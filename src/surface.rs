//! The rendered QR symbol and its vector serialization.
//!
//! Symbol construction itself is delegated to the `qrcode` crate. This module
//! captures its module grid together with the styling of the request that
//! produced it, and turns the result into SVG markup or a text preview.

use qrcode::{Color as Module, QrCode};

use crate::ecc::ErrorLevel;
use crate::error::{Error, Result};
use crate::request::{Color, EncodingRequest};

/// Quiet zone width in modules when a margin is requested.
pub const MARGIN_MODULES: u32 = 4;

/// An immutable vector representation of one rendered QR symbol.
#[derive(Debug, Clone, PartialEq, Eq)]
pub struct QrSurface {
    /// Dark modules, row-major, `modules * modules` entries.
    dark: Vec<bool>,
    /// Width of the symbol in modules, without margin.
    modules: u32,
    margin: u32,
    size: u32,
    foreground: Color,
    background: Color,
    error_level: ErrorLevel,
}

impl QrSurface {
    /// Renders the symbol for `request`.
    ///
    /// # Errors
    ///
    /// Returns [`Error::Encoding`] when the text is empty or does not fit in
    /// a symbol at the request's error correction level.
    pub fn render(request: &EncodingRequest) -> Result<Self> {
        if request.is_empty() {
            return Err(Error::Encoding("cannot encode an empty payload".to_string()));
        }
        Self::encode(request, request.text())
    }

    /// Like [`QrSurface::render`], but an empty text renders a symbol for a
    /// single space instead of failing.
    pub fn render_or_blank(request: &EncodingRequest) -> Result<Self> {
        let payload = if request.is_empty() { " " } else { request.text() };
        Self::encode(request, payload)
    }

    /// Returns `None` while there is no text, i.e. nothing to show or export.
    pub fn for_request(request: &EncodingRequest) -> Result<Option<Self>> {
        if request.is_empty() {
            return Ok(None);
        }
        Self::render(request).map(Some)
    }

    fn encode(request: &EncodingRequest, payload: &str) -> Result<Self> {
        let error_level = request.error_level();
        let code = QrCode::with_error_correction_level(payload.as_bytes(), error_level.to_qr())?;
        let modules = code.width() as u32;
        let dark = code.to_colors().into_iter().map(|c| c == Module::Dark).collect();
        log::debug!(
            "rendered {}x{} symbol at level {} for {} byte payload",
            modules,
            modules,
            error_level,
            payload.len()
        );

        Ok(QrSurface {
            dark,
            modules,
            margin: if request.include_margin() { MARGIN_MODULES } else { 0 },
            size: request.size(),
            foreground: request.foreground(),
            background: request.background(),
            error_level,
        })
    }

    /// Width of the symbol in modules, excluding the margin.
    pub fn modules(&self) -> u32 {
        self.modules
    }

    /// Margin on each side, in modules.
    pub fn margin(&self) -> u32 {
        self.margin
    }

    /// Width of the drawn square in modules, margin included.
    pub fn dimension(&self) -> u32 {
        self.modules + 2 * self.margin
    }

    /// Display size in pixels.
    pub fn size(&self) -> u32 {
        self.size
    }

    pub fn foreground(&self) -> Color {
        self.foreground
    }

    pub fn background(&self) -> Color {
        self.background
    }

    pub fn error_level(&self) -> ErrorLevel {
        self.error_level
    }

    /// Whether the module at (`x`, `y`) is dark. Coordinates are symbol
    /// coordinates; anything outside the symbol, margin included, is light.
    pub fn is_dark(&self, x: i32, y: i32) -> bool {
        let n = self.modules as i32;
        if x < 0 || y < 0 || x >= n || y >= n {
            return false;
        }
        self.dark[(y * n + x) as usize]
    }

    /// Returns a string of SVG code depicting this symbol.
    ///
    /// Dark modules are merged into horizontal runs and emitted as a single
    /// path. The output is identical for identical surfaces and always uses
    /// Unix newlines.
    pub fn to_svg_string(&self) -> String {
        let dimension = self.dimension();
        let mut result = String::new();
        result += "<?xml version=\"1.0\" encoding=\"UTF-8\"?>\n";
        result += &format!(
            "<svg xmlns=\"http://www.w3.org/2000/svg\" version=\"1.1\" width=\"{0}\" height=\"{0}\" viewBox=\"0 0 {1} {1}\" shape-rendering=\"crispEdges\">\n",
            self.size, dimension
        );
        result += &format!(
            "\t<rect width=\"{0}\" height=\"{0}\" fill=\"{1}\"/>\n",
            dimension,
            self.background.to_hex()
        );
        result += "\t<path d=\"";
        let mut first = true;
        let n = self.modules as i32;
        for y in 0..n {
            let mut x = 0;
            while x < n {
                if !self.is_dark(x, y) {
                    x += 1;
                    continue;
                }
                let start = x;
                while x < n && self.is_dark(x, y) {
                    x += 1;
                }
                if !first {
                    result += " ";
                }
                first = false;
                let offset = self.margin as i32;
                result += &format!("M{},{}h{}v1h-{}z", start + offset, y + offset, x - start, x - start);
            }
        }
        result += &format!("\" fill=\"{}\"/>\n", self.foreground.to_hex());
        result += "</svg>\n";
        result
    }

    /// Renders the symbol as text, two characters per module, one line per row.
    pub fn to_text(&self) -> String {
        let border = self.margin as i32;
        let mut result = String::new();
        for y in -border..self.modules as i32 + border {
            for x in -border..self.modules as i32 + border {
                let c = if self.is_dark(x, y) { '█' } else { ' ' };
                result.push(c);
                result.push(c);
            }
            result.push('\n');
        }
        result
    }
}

• **TRY IT**
For each line of the material that includes the word "dimension", make a copy.

• **ANSWER BELOW**
    pub fn dimension(&self) -> u32 {
        let dimension = self.dimension();
            self.size, dimension
            dimension,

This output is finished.